Non c'è nessun motivo di ritenere che la cornucopia di utili record macinati negli ultimi 14 trimestri, si prosciughi all'improvviso. L'impronta del genio Steve Jobs è stampata anche nel bilancio della Apple: un'azienda senza un centesimo di debiti e 28,4 miliardi di dollari in cassa. Nonostante la parziale delusione dell'iPhone 4S presentato due giorni fa (che comunque regala un altro piccolo passo verso la fantascienza, con l'arrivo dell'assistente vocale), i sondaggi di mercato sui progetti di acquisto dei consumatori parlano ancora di un interesse alle stelle. E senza dimenticare gli Apple Store, ormai arrivati a sfiorare quota 380 a livello planetario, che continuano ad attirare fatturato e (come dimostra il clamoroso caso delle finte repliche apparse in Cina) l'attenzione del mercato.

In altre parole, se Steve Jobs fosse ancora lì al suo posto, la Apple non sarebbe lì a contendere il podio della capitalizzazione con ExxonMobil: varrebbe molto di più. A fine agosto, quando Jobs ha abbandonato l'incarico di Ceo – senza lasciare più troppe speranze su una sua guarigione – la maggior parte degli analisti puntavano comunque su un target price di 500 dollari. Figuratevi se l'uomo che ha fondato la Apple per due volte, fosse in salute e al suo posto.
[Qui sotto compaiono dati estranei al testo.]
//! Static catalog of tutor personas.
//!
//! The catalog is fixed at compile time; the ordering here is the display
//! ordering everywhere in the application.

/// A named tutor personality selectable by the student
#[derive(Debug, Clone, Copy, PartialEq, Eq)]
pub struct TutorPersona {
    pub id: &'static str,
    pub name: &'static str,
    pub subject: &'static str,
    pub description: &'static str,
    pub specialization: &'static str,
    pub teaching_style: &'static str,
    pub system_prompt: &'static str,
    pub icon: &'static str,
}

static PERSONAS: [TutorPersona; 8] = [
    TutorPersona {
        id: "math",
        name: "Dr. Math",
        subject: "Mathematics",
        description: "Expert in problem-solving and mathematical concepts",
        specialization: "Algebra, Calculus, Statistics, Linear Algebra",
        teaching_style: "Step-by-step problem solving with visual explanations",
        system_prompt: "You are an expert mathematics tutor. Focus on step-by-step problem solving, clear explanations, and building mathematical intuition. Use examples and visual descriptions when helpful. Break down complex problems into manageable steps.",
        icon: "\u{1f522}",
    },
    TutorPersona {
        id: "science",
        name: "Prof. Science",
        subject: "Science",
        description: "Specialist in experimental methodology and scientific thinking",
        specialization: "Physics, Chemistry, Biology, Earth Science",
        teaching_style: "Experimental approach with real-world applications",
        system_prompt: "You are a science education expert. Explain scientific concepts through experimental thinking, real-world applications, and systematic observation. Encourage scientific curiosity and hypothesis testing.",
        icon: "\u{1f52c}",
    },
    TutorPersona {
        id: "literature",
        name: "Ms. Literature",
        subject: "Literature",
        description: "Guide for critical analysis and literary appreciation",
        specialization: "Literary Analysis, Creative Writing, Poetry, World Literature",
        teaching_style: "Deep textual analysis with cultural context",
        system_prompt: "You are a literature professor. Focus on critical analysis, thematic exploration, character development, and literary devices. Help students appreciate and understand texts deeply. Connect literature to broader cultural and historical contexts.",
        icon: "\u{1f4da}",
    },
    TutorPersona {
        id: "history",
        name: "Dr. History",
        subject: "History",
        description: "Expert in contextual understanding and historical analysis",
        specialization: "World History, Cultural Studies, Political History",
        teaching_style: "Contextual understanding with cause-effect analysis",
        system_prompt: "You are a history professor. Provide contextual understanding, explain cause-and-effect relationships, and help students understand how past events shape the present. Use primary sources and multiple perspectives.",
        icon: "\u{1f3db}",
    },
    TutorPersona {
        id: "languages",
        name: "Sensei Lang",
        subject: "Languages",
        description: "Conversational practice and language learning expert",
        specialization: "Grammar, Vocabulary, Pronunciation, Cultural Context",
        teaching_style: "Immersive conversation with gradual complexity",
        system_prompt: "You are a polyglot language instructor. Focus on conversational practice, grammar explanations, vocabulary building, and cultural context. Adapt to the students proficiency level. Use the target language when appropriate.",
        icon: "\u{1f5e3}",
    },
    TutorPersona {
        id: "cs",
        name: "Dev Master",
        subject: "Computer Science",
        description: "Code explanation and programming concepts teacher",
        specialization: "Algorithms, Data Structures, Web Development, AI/ML",
        teaching_style: "Hands-on coding with best practices",
        system_prompt: "You are a computer science professor and experienced developer. Explain code clearly, debug problems systematically, and teach best practices. Use examples and encourage hands-on learning. Cover both theoretical concepts and practical implementation.",
        icon: "\u{1f4bb}",
    },
    TutorPersona {
        id: "arts",
        name: "Artist Guide",
        subject: "Arts",
        description: "Creative critique and artistic development mentor",
        specialization: "Visual Arts, Music Theory, Art History, Creative Process",
        teaching_style: "Creative exploration with technical foundations",
        system_prompt: "You are an art educator and critic. Provide constructive feedback, explain artistic techniques and movements, and foster creative expression. Balance technical skill with creative vision. Encourage experimentation.",
        icon: "\u{1f3a8}",
    },
    TutorPersona {
        id: "general",
        name: "Study Buddy",
        subject: "General Studies",
        description: "Cross-disciplinary learning assistant",
        specialization: "Study Techniques, Time Management, Research Skills",
        teaching_style: "Adaptive support across all subjects",
        system_prompt: "You are a versatile study assistant. Help with various subjects, study techniques, time management, and learning strategies. Adapt your approach based on the subject matter. Focus on building effective learning habits.",
        icon: "\u{1f4d6}",
    },
];

/// All personas in catalog order
#[must_use]
pub fn all() -> &'static [TutorPersona] {
    &PERSONAS
}

/// Look up a persona by id
#[must_use]
pub fn find(id: &str) -> Option<&'static TutorPersona> {
    PERSONAS.iter().find(|p| p.id == id)
}

/// The default persona offered when none is selected
#[must_use]
pub fn default_persona() -> &'static TutorPersona {
    &PERSONAS[0]
}

#[cfg(test)]
mod tests {
    use super::*;

    #[test]
    fn test_catalog_order_is_stable() {
        let ids: Vec<&str> = all().iter().map(|p| p.id).collect();
        assert_eq!(
            ids,
            vec!["math", "science", "literature", "history", "languages", "cs", "arts", "general"]
        );
    }

    #[test]
    fn test_find_by_id() {
        assert_eq!(find("math").unwrap().name, "Dr. Math");
        assert!(find("astrology").is_none());
    }

    #[test]
    fn test_ids_are_unique() {
        let mut ids: Vec<&str> = all().iter().map(|p| p.id).collect();
        ids.sort_unstable();
        ids.dedup();
        assert_eq!(ids.len(), all().len());
    }
}
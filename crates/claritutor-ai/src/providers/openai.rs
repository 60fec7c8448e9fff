use async_trait::async_trait;
use futures::StreamExt;
use reqwest::Client;
use serde_json::json;
use tokio::sync::mpsc;
use tokio_util::sync::CancellationToken;

use claritutor_storage::models::Role;

use crate::provider::{ChatProvider, ChatRequest, GenerationError};
use crate::sse::{sse_data, LineDecoder};

/// OpenAI API Provider (also compatible with other OpenAI-compatible APIs)
pub struct OpenAiProvider {
    client: Client,
    api_key: String,
    model: String,
    base_url: String,
}

impl OpenAiProvider {
    #[must_use]
    pub fn new(api_key: &str, model: &str, base_url: &str) -> Self {
        Self {
            client: Client::new(),
            api_key: api_key.to_string(),
            model: model.to_string(),
            base_url: base_url.trim_end_matches('/').to_string(),
        }
    }

    fn messages(request: &ChatRequest) -> Vec<serde_json::Value> {
        let mut messages = Vec::with_capacity(request.turns.len() + 1);
        if let Some(system) = &request.system {
            messages.push(json!({"role": "system", "content": system}));
        }
        for turn in &request.turns {
            messages.push(json!({
                "role": match turn.role {
                    Role::User => "user",
                    Role::Assistant => "assistant",
                },
                "content": turn.content,
            }));
        }
        messages
    }

    async fn send(
        &self,
        request: &ChatRequest,
        stream: bool,
    ) -> Result<reqwest::Response, GenerationError> {
        let url = format!("{}/chat/completions", self.base_url);

        let body = json!({
            "model": self.model,
            "messages": Self::messages(request),
            "temperature": request.temperature,
            "max_tokens": request.max_tokens,
            "stream": stream,
        });

        let response = self
            .client
            .post(&url)
            .header("Authorization", format!("Bearer {}", self.api_key))
            .json(&body)
            .send()
            .await
            .map_err(|e| GenerationError::request("openai", &e))?;

        let status = response.status();
        if !status.is_success() {
            let body = response.text().await.unwrap_or_default();
            return Err(GenerationError::Api {
                provider: "openai",
                status: status.as_u16(),
                body,
            });
        }

        Ok(response)
    }
}

#[async_trait]
impl ChatProvider for OpenAiProvider {
    fn name(&self) -> &'static str {
        "openai"
    }

    fn model_name(&self) -> &str {
        &self.model
    }

    async fn complete(&self, request: &ChatRequest) -> Result<String, GenerationError> {
        let response = self.send(request, false).await?;

        let body: serde_json::Value = response
            .json()
            .await
            .map_err(|e| GenerationError::request("openai", &e))?;

        // Extract text from: choices[0].message.content
        body["choices"][0]["message"]["content"]
            .as_str()
            .map(ToString::to_string)
            .filter(|s| !s.is_empty())
            .ok_or(GenerationError::EmptyResponse { provider: "openai" })
    }

    async fn stream(
        &self,
        request: &ChatRequest,
        cancel: CancellationToken,
    ) -> Result<mpsc::Receiver<String>, GenerationError> {
        let response = self.send(request, true).await?;

        let (tx, rx) = mpsc::channel(64);
        let mut stream = response.bytes_stream();

        tokio::spawn(async move {
            let mut decoder = LineDecoder::new();
            loop {
                tokio::select! {
                    () = cancel.cancelled() => break,
                    chunk = stream.next() => {
                        let Some(chunk) = chunk else { break };
                        let Ok(chunk) = chunk else {
                            // Cut-off stream: close the channel, keep what arrived
                            log::warn!("openai stream ended early");
                            break;
                        };
                        for line in decoder.push(&chunk) {
                            let Some(data) = sse_data(&line) else { continue };
                            if data == "[DONE]" {
                                return;
                            }
                            let Ok(event) = serde_json::from_str::<serde_json::Value>(data) else {
                                continue;
                            };
                            if let Some(delta) = event["choices"][0]["delta"]["content"].as_str() {
                                if !delta.is_empty() && tx.send(delta.to_string()).await.is_err() {
                                    return;
                                }
                            }
                        }
                    }
                }
            }
        });

        Ok(rx)
    }
}
//! AI Configuration database operations

use anyhow::Result;
use rusqlite::Connection;

use crate::models::{AiConfig, AiProvider};

/// Get AI configuration from database
pub fn get_ai_config(conn: &Connection) -> Result<AiConfig> {
    let result = conn.query_row(
        "SELECT provider, model, api_key, base_url, enabled FROM ai_config WHERE id = 1",
        [],
        |row| {
            let provider_str: String = row.get(0)?;
            let model: Option<String> = row.get(1)?;
            let api_key: Option<String> = row.get(2)?;
            let base_url: Option<String> = row.get(3)?;
            let enabled: bool = row.get(4)?;

            Ok((provider_str, model, api_key, base_url, enabled))
        },
    );

    match result {
        Ok((provider_str, model, api_key, base_url, enabled)) => {
            let provider = AiProvider::parse_provider(&provider_str).unwrap_or_default();
            Ok(AiConfig {
                provider,
                model,
                api_key,
                base_url,
                enabled,
            })
        }
        Err(rusqlite::Error::QueryReturnedNoRows) => {
            // Return default config if none exists
            Ok(AiConfig::default())
        }
        Err(e) => Err(e.into()),
    }
}

/// Save AI configuration to database
pub fn save_ai_config(conn: &Connection, config: &AiConfig) -> Result<()> {
    conn.execute(
        "INSERT INTO ai_config (id, provider, model, api_key, base_url, enabled, updated_at)
         VALUES (1, ?1, ?2, ?3, ?4, ?5, datetime('now'))
         ON CONFLICT(id) DO UPDATE SET
            provider = excluded.provider,
            model = excluded.model,
            api_key = excluded.api_key,
            base_url = excluded.base_url,
            enabled = excluded.enabled,
            updated_at = excluded.updated_at",
        rusqlite::params![
            config.provider.to_string(),
            config.model,
            config.api_key,
            config.base_url,
            config.enabled,
        ],
    )?;

    Ok(())
}

/// Update a specific AI config field
pub fn update_ai_config_field(conn: &Connection, key: &str, value: Option<&str>) -> Result<()> {
    // Ensure we have a row to update
    conn.execute(
        "INSERT OR IGNORE INTO ai_config (id, provider, enabled) VALUES (1, 'openai', 1)",
        [],
    )?;

    match key {
        "provider" => {
            if let Some(v) = value {
                if AiProvider::parse_provider(v).is_none() {
                    anyhow::bail!("Unknown provider: {v}. Use: openai, anthropic, google, ollama");
                }
                conn.execute(
                    "UPDATE ai_config SET provider = ?1, updated_at = datetime('now') WHERE id = 1",
                    [v],
                )?;
            }
        }
        "model" => {
            conn.execute(
                "UPDATE ai_config SET model = ?1, updated_at = datetime('now') WHERE id = 1",
                [value],
            )?;
        }
        "api_key" => {
            conn.execute(
                "UPDATE ai_config SET api_key = ?1, updated_at = datetime('now') WHERE id = 1",
                [value],
            )?;
        }
        "base_url" => {
            conn.execute(
                "UPDATE ai_config SET base_url = ?1, updated_at = datetime('now') WHERE id = 1",
                [value],
            )?;
        }
        "enabled" => {
            let enabled = value.is_some_and(|v| v == "true" || v == "1");
            conn.execute(
                "UPDATE ai_config SET enabled = ?1, updated_at = datetime('now') WHERE id = 1",
                [enabled],
            )?;
        }
        _ => {
            anyhow::bail!("Unknown AI config key: {key}");
        }
    }

    Ok(())
}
Certo, nel medio e nel lungo periodo le cose si fanno inevitabilmente più incerte. Di sicuro, la lunga malattia ha lasciato il tempo a Jobs e alla sua squadra di preparare la successione e di stampare a ferro e fuoco le linee guida della Apple di domani. Ma ci sono certe cose, molto immateriali, che non si possono tramandare. Un esempio? Quando la casa di Cupertino raggiunse un accordo, prima con le case discografiche, poi con gli studios di Hollywood, per mettere musica e film su iTunes – facendo poi della Apple la regina della distribuzione digitale – Jobs fece pesare tutto il suo carisma. «Nessun altro ci sarebbe mai riuscito», dichiarò a tempi il numero uno di una major discografica.

Anche senza Jobs, ben difficilmente la Apple perderà lustro nel breve periodo, tanto agli occhi dei consumatori che degli investitori. Ma nel lungo, l'assenza del visionario che ha rivoluzionato il mondo della tecnologia, del marketing, ma anche dalla finanza, non potrà non farsi sentire.